10 years in international finance and tech have taught me one thing: the western world is never going to be the same. The very foundation of our civilization has broken, and in a state of increasing systems failure, all of us are retreating into psychological comfort zones, echo chambers, and political short-sightedness. If we are to circumvent the catastrophe that awaits, we need to embrace old ways with new tools. The west's past success is the blueprint for a new decentralized world, we need to follow the money.


Where we are today

We live in a multi-polar world for the first time since the collapse of the USSR. In the form of the BRICS, Francis Fukuyama's end-of-history thesis has met a formidable challenger.

For decades, financiers and those born with a silver spoon in their mouths, sliced off every piece of flesh from the carcass that was the industrialized western economy. Sensing that something is wrong and that economic opportunity is ever more illusive, the general populace is confused, resentful, and aggrieved.


The fermenting anger leads to increasingly dangerous misdiagnosis by so-called experts across the proudly out-of-touch political class. China never became a liberal democracy, inflation wasn't transitory, it's a new world, and expectations around basic living standards need to be managed! Soft and fuzzy catchphrases such as democratic values and freedom attempt to make the shift to a less prosperous world more painless. But words aren't enough, truth hurts and so do higher prices!


Your average citizen isn't alone in their journey towards enlightenment either. Entire nations, from Türkiye to Indonesia, never entirely accepted into the western club, are waiting on the sidelines to see how the cards may fall. Indeed the BRICs application queue is growing and states from Israel to Saudi Arabia are keen to get their hands on some sweet, sweet RMB. Conversely, those at the core of the system - or who consider themselves at its core, even if they are not - are cutting their nose to spite their face - I'm looking at you Germany.


Crypto And The End Of The Dollar Empire

Much like the British Empire, the Western Empire, led by the United States is - as much as anything - a financial empire, and this is, as much as anything, a crisis rooted in financial mismanagement.


Unfortunately, being a financial empire requires complete faith in the systems within which we exist. After all, there isn’t any gold to back the currency, and in the absence of vast industrial might, the state can only tighten its cold hard fingers around its helpless subjects. Alas, those subjects have lost their dignity, and rather than exhibiting the stone-like resolve that underpins a great society, they are disintegrating into tiny pieces that slip through the closed fist of the desperate government organs.


Panicked and puzzled the powers that be an attempt to pick up all the pieces and put them all back together again. But the pieces don't fit. Politicians - who aren't sure what a blockchain is, or what it does - encourage ex-factory workers to learn to code. Technology is rarely understood. Governments are woefully ill-informed and under-qualified with respect to tech, much in the same way they have proven themselves to be incompetent, and therefore easy to bully around, in the field of finance.

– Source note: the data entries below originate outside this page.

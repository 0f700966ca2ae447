use std::io::{Read, Write};

use crate::codec::{CborArrayElem, CborDecode, CborEncode};
use crate::decode::Decoder;
use crate::encode::Encoder;
use crate::header::{Major, TAG_BIGNUM};
use crate::{CborError, ErrorCode};

/// Arbitrary-precision non-negative integer, encoded as tag 2 over its big-endian magnitude.
///
/// The magnitude is kept minimal (no leading zero bytes); zero has an empty magnitude.
#[derive(Debug, Clone, Default, PartialEq, Eq, Hash)]
pub struct BigInt {
    magnitude: Vec<u8>,
}

impl BigInt {
    /// Zero.
    #[must_use]
    pub const fn zero() -> Self {
        Self {
            magnitude: Vec::new(),
        }
    }

    /// Construct from big-endian magnitude bytes. Leading zero bytes are dropped.
    #[must_use]
    pub fn from_be_bytes(bytes: &[u8]) -> Self {
        let start = bytes.iter().position(|&b| b != 0).unwrap_or(bytes.len());
        Self {
            magnitude: bytes[start..].to_vec(),
        }
    }

    /// Minimal big-endian magnitude.
    #[must_use]
    pub fn magnitude(&self) -> &[u8] {
        &self.magnitude
    }

    /// Returns `true` for zero.
    #[must_use]
    pub fn is_zero(&self) -> bool {
        self.magnitude.is_empty()
    }

    /// Convert to `u128` if it fits.
    #[must_use]
    pub fn to_u128(&self) -> Option<u128> {
        if self.magnitude.len() > 16 {
            return None;
        }
        let mut buf = [0u8; 16];
        buf[16 - self.magnitude.len()..].copy_from_slice(&self.magnitude);
        Some(u128::from_be_bytes(buf))
    }
}

impl From<u64> for BigInt {
    fn from(v: u64) -> Self {
        Self::from_be_bytes(&v.to_be_bytes())
    }
}

impl From<u128> for BigInt {
    fn from(v: u128) -> Self {
        Self::from_be_bytes(&v.to_be_bytes())
    }
}

impl CborEncode for BigInt {
    fn encode<W: Write>(&self, enc: &mut Encoder<W>) -> Result<(), CborError> {
        if self.magnitude.len() > enc.limits().max_bigint_len {
            return Err(enc.err(ErrorCode::TooLarge));
        }
        enc.tag(TAG_BIGNUM)?;
        enc.header(Major::ByteString, self.magnitude.len() as u64)?;
        enc.write_raw(&self.magnitude)
    }
}

impl CborDecode for BigInt {
    fn decode<R: Read>(dec: &mut Decoder<R>) -> Result<Self, CborError> {
        dec.expect_tag(TAG_BIGNUM)?;
        let max = dec.limits().max_bigint_len;
        let len = dec.read_len(Major::ByteString, max, ErrorCode::TooLarge)?;
        let mut magnitude = dec.read_vec(len)?;
        let leading = magnitude.iter().take_while(|&&b| b == 0).count();
        magnitude.drain(..leading);
        Ok(Self { magnitude })
    }
}

impl CborArrayElem for BigInt {}
use std::collections::{BTreeMap, HashMap};
use std::hash::{BuildHasher, Hash};
use std::io::{Read, Write};

use crate::decode::Decoder;
use crate::encode::Encoder;
use crate::order::cmp_text_keys;
use crate::{CborError, ErrorCode};

/// Encode a value into canonical CBOR using the streaming encoder.
pub trait CborEncode {
    /// Encode `self` into the provided encoder.
    ///
    /// # Errors
    ///
    /// Returns an error if a bound is exceeded or the sink fails.
    fn encode<W: Write>(&self, enc: &mut Encoder<W>) -> Result<(), CborError>;
}

/// Decode a value from a streaming decoder.
pub trait CborDecode: Sized {
    /// Decode `Self` from a streaming decoder.
    ///
    /// # Errors
    ///
    /// Returns an error if the CBOR value does not match the expected type, is not canonical, or
    /// violates a bound.
    fn decode<R: Read>(dec: &mut Decoder<R>) -> Result<Self, CborError>;
}

/// Marker trait for values that can appear as CBOR array elements.
///
/// `u8` deliberately does not implement it, so `Vec<u8>` and `[u8; N]` encode as byte strings
/// while `Vec<T>` and `[T; N]` encode as arrays.
pub trait CborArrayElem {}

/// Encode a value into a fresh buffer.
///
/// # Errors
///
/// Returns an error if encoding fails.
pub fn encode_to_vec<T: CborEncode + ?Sized>(value: &T) -> Result<Vec<u8>, CborError> {
    let mut enc = Encoder::new();
    value.encode(&mut enc)?;
    Ok(enc.into_vec())
}

/// Encode a value into `writer`, returning the number of bytes written.
///
/// # Errors
///
/// Returns an error if encoding fails or the writer fails.
pub fn encode_into<W: Write, T: CborEncode + ?Sized>(
    writer: W,
    value: &T,
) -> Result<u64, CborError> {
    let mut enc = Encoder::from_writer(writer);
    value.encode(&mut enc)?;
    Ok(enc.position())
}

/// Decode exactly one value occupying all of `bytes`.
///
/// # Errors
///
/// Returns `TrailingBytes` if input remains after the value, or any decode error.
pub fn decode_from_slice<T: CborDecode>(bytes: &[u8]) -> Result<T, CborError> {
    let mut dec = Decoder::from_slice(bytes);
    let value = T::decode(&mut dec)?;
    if !dec.is_at_end()? {
        return Err(CborError::new(ErrorCode::TrailingBytes, dec.position()));
    }
    Ok(value)
}

/// Decode one value from `reader`, returning it with the number of bytes consumed.
///
/// Nothing past the value is read.
///
/// # Errors
///
/// Returns any decode error.
pub fn decode_from_reader<R: Read, T: CborDecode>(reader: R) -> Result<(T, u64), CborError> {
    let mut dec = Decoder::new(reader);
    let value = T::decode(&mut dec)?;
    Ok((value, dec.position()))
}

impl CborEncode for bool {
    fn encode<W: Write>(&self, enc: &mut Encoder<W>) -> Result<(), CborError> {
        enc.bool(*self)
    }
}

impl CborDecode for bool {
    fn decode<R: Read>(dec: &mut Decoder<R>) -> Result<Self, CborError> {
        dec.read_bool()
    }
}

macro_rules! uint_codec {
    ($($t:ty),*) => {$(
        impl CborEncode for $t {
            fn encode<W: Write>(&self, enc: &mut Encoder<W>) -> Result<(), CborError> {
                let v = u64::try_from(*self).map_err(|_| enc.err(ErrorCode::Overflow))?;
                enc.uint(v)
            }
        }

        impl CborDecode for $t {
            fn decode<R: Read>(dec: &mut Decoder<R>) -> Result<Self, CborError> {
                let off = dec.position();
                let v = dec.read_uint()?;
                Self::try_from(v).map_err(|_| CborError::new(ErrorCode::Overflow, off))
            }
        }
    )*};
}

macro_rules! int_codec {
    ($($t:ty),*) => {$(
        impl CborEncode for $t {
            fn encode<W: Write>(&self, enc: &mut Encoder<W>) -> Result<(), CborError> {
                let v = i64::try_from(*self).map_err(|_| enc.err(ErrorCode::Overflow))?;
                enc.int(v)
            }
        }

        impl CborDecode for $t {
            fn decode<R: Read>(dec: &mut Decoder<R>) -> Result<Self, CborError> {
                let off = dec.position();
                let v = dec.read_int()?;
                Self::try_from(v).map_err(|_| CborError::new(ErrorCode::Overflow, off))
            }
        }

        impl CborArrayElem for $t {}
    )*};
}

uint_codec!(u8, u16, u32, u64, usize);
int_codec!(i8, i16, i32, i64, isize);

impl CborArrayElem for bool {}
impl CborArrayElem for u16 {}
impl CborArrayElem for u32 {}
impl CborArrayElem for u64 {}
impl CborArrayElem for usize {}

impl CborEncode for str {
    fn encode<W: Write>(&self, enc: &mut Encoder<W>) -> Result<(), CborError> {
        enc.text(self)
    }
}

impl CborEncode for String {
    fn encode<W: Write>(&self, enc: &mut Encoder<W>) -> Result<(), CborError> {
        enc.text(self)
    }
}

impl CborDecode for String {
    fn decode<R: Read>(dec: &mut Decoder<R>) -> Result<Self, CborError> {
        dec.read_text()
    }
}

impl CborArrayElem for String {}

impl CborEncode for [u8] {
    fn encode<W: Write>(&self, enc: &mut Encoder<W>) -> Result<(), CborError> {
        enc.bytes(self)
    }
}

impl CborEncode for Vec<u8> {
    fn encode<W: Write>(&self, enc: &mut Encoder<W>) -> Result<(), CborError> {
        enc.bytes(self)
    }
}

impl CborDecode for Vec<u8> {
    fn decode<R: Read>(dec: &mut Decoder<R>) -> Result<Self, CborError> {
        dec.read_bytes()
    }
}

impl<const N: usize> CborEncode for [u8; N] {
    fn encode<W: Write>(&self, enc: &mut Encoder<W>) -> Result<(), CborError> {
        enc.bytes(self)
    }
}

impl<const N: usize> CborDecode for [u8; N] {
    fn decode<R: Read>(dec: &mut Decoder<R>) -> Result<Self, CborError> {
        dec.read_byte_array::<N>()
    }
}

impl<T: CborEncode + CborArrayElem> CborEncode for Vec<T> {
    fn encode<W: Write>(&self, enc: &mut Encoder<W>) -> Result<(), CborError> {
        enc.array(self.len(), |a| {
            for item in self {
                a.value(item)?;
            }
            Ok(())
        })
    }
}

impl<T: CborDecode + CborArrayElem> CborDecode for Vec<T> {
    fn decode<R: Read>(dec: &mut Decoder<R>) -> Result<Self, CborError> {
        let len = dec.read_array_len()?;
        let mut out = Self::with_capacity(len);
        for _ in 0..len {
            out.push(T::decode(dec)?);
        }
        Ok(out)
    }
}

impl<T: CborEncode + CborArrayElem, const N: usize> CborEncode for [T; N] {
    fn encode<W: Write>(&self, enc: &mut Encoder<W>) -> Result<(), CborError> {
        enc.array(N, |a| {
            for item in self {
                a.value(item)?;
            }
            Ok(())
        })
    }
}

impl<T: CborDecode + CborArrayElem, const N: usize> CborDecode for [T; N] {
    fn decode<R: Read>(dec: &mut Decoder<R>) -> Result<Self, CborError> {
        let off = dec.position();
        let len = dec.read_array_len()?;
        if len != N {
            return Err(CborError::new(ErrorCode::ArityMismatch, off));
        }
        let mut out = Vec::with_capacity(N);
        for _ in 0..N {
            out.push(T::decode(dec)?);
        }
        out.try_into()
            .map_err(|_| CborError::new(ErrorCode::ArityMismatch, off))
    }
}

impl<T> CborArrayElem for Vec<T> {}
impl<T, const N: usize> CborArrayElem for [T; N] {}

impl<T: CborEncode> CborEncode for Option<T> {
    fn encode<W: Write>(&self, enc: &mut Encoder<W>) -> Result<(), CborError> {
        match self {
            Some(v) => v.encode(enc),
            None => enc.null(),
        }
    }
}

impl<T: CborDecode> CborDecode for Option<T> {
    fn decode<R: Read>(dec: &mut Decoder<R>) -> Result<Self, CborError> {
        if dec.take_null()? {
            return Ok(None);
        }
        T::decode(dec).map(Some)
    }
}

impl<T: CborArrayElem> CborArrayElem for Option<T> {}

impl<T: CborEncode + ?Sized> CborEncode for Box<T> {
    fn encode<W: Write>(&self, enc: &mut Encoder<W>) -> Result<(), CborError> {
        (**self).encode(enc)
    }
}

impl<T: CborDecode> CborDecode for Box<T> {
    fn decode<R: Read>(dec: &mut Decoder<R>) -> Result<Self, CborError> {
        T::decode(dec).map(Self::new)
    }
}

impl<T: CborArrayElem + ?Sized> CborArrayElem for Box<T> {}

impl<T: CborEncode + ?Sized> CborEncode for &T {
    fn encode<W: Write>(&self, enc: &mut Encoder<W>) -> Result<(), CborError> {
        (**self).encode(enc)
    }
}

fn encode_sorted_entries<'a, W, V, I>(
    enc: &mut Encoder<W>,
    len: usize,
    entries: I,
) -> Result<(), CborError>
where
    W: Write,
    V: CborEncode + 'a,
    I: Iterator<Item = (&'a String, &'a V)>,
{
    let mut sorted: Vec<(&String, &V)> = entries.collect();
    sorted.sort_by(|a, b| cmp_text_keys(a.0, b.0));
    enc.map(len, |m| {
        for (k, v) in sorted {
            m.value(k, v)?;
        }
        Ok(())
    })
}

impl<V: CborEncode> CborEncode for BTreeMap<String, V> {
    fn encode<W: Write>(&self, enc: &mut Encoder<W>) -> Result<(), CborError> {
        encode_sorted_entries(enc, self.len(), self.iter())
    }
}

impl<V: CborDecode> CborDecode for BTreeMap<String, V> {
    fn decode<R: Read>(dec: &mut Decoder<R>) -> Result<Self, CborError> {
        let len = dec.read_map_len()?;
        let mut out = Self::new();
        for _ in 0..len {
            let key = dec.read_text()?;
            let value = V::decode(dec)?;
            out.insert(key, value);
        }
        Ok(out)
    }
}

impl<V: CborEncode, S: BuildHasher> CborEncode for HashMap<String, V, S> {
    fn encode<W: Write>(&self, enc: &mut Encoder<W>) -> Result<(), CborError> {
        encode_sorted_entries(enc, self.len(), self.iter())
    }
}

impl<V: CborDecode, S: BuildHasher + Default> CborDecode for HashMap<String, V, S> {
    fn decode<R: Read>(dec: &mut Decoder<R>) -> Result<Self, CborError> {
        let len = dec.read_map_len()?;
        let mut out = Self::with_capacity_and_hasher(len, S::default());
        for _ in 0..len {
            let key = dec.read_text()?;
            let value = V::decode(dec)?;
            out.insert(key, value);
        }
        Ok(out)
    }
}

impl<K: Ord, V> CborArrayElem for BTreeMap<K, V> {}
impl<K: Hash + Eq, V, S> CborArrayElem for HashMap<K, V, S> {}

#[cfg(test)]
mod tests {
    use super::*;

    #[test]
    fn unsigned_width_overflow() {
        let err = decode_from_slice::<u8>(&[0x19, 0x01, 0x00]).unwrap_err();
        assert_eq!(err.code, ErrorCode::Overflow);
        let err = decode_from_slice::<u8>(&[0x20]).unwrap_err();
        assert_eq!(err.code, ErrorCode::WrongMajorType);
    }

    #[test]
    fn signed_width_overflow() {
        assert_eq!(decode_from_slice::<i8>(&[0x38, 0x7f]).unwrap(), -128);
        let err = decode_from_slice::<i8>(&[0x38, 0x80]).unwrap_err();
        assert_eq!(err.code, ErrorCode::Overflow);
    }

    #[test]
    fn byte_vectors_are_byte_strings() {
        assert_eq!(encode_to_vec(&vec![1u8, 2]).unwrap(), vec![0x42, 1, 2]);
        assert_eq!(encode_to_vec(&vec![1u16, 2]).unwrap(), vec![0x82, 1, 2]);
    }

    #[test]
    fn fixed_arrays_require_exact_length() {
        let err = decode_from_slice::<[u8; 3]>(&[0x42, 1, 2]).unwrap_err();
        assert_eq!(err.code, ErrorCode::ArityMismatch);
        let err = decode_from_slice::<[u32; 1]>(&[0x82, 1, 2]).unwrap_err();
        assert_eq!(err.code, ErrorCode::ArityMismatch);
        assert_eq!(decode_from_slice::<[u32; 2]>(&[0x82, 1, 2]).unwrap(), [1, 2]);
    }

    #[test]
    fn trailing_bytes_are_rejected() {
        let err = decode_from_slice::<u8>(&[0x01, 0x02]).unwrap_err();
        assert_eq!(err.code, ErrorCode::TrailingBytes);
        assert_eq!(err.offset, 1);
    }

    #[test]
    fn duplicate_map_keys_keep_last_value() {
        let bytes = [0xa2, 0x61, b'a', 0x01, 0x61, b'a', 0x02];
        let map: BTreeMap<String, u8> = decode_from_slice(&bytes).unwrap();
        assert_eq!(map.get("a"), Some(&2));
    }
}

Despite this, tech is a word hot on the lips of every western leader, especially when it comes to explaining the way out of this mess. Fortunately, some think to themselves, my term is up soon. But for those already all in, desperate times call for desperate measures, and so grandmother visits Taiwan in order to hopefully ignite some conflict abroad that will be both sufficiently large enough to distract the masses, and at the same time limited and contained enough to not fully expose that the emperor has no clothes.


Lessons From History

The three most successful major western economies - the USA, Japan, and Germany - all share some remarkable traits. All are decentralized, and in more ways than one. They all have multiple centers of economic gravity, lending to the distribution of material and financial prosperity across various regions, as opposed to being concentrated around any one single metropolis. In Germany, Volkswagen's headquarters sits in Lower Saxony, while Toyota's is in Toyota City. The fact that industry giants such as these auto manufacturers appeared far from the major cities was not the result of innocent luck.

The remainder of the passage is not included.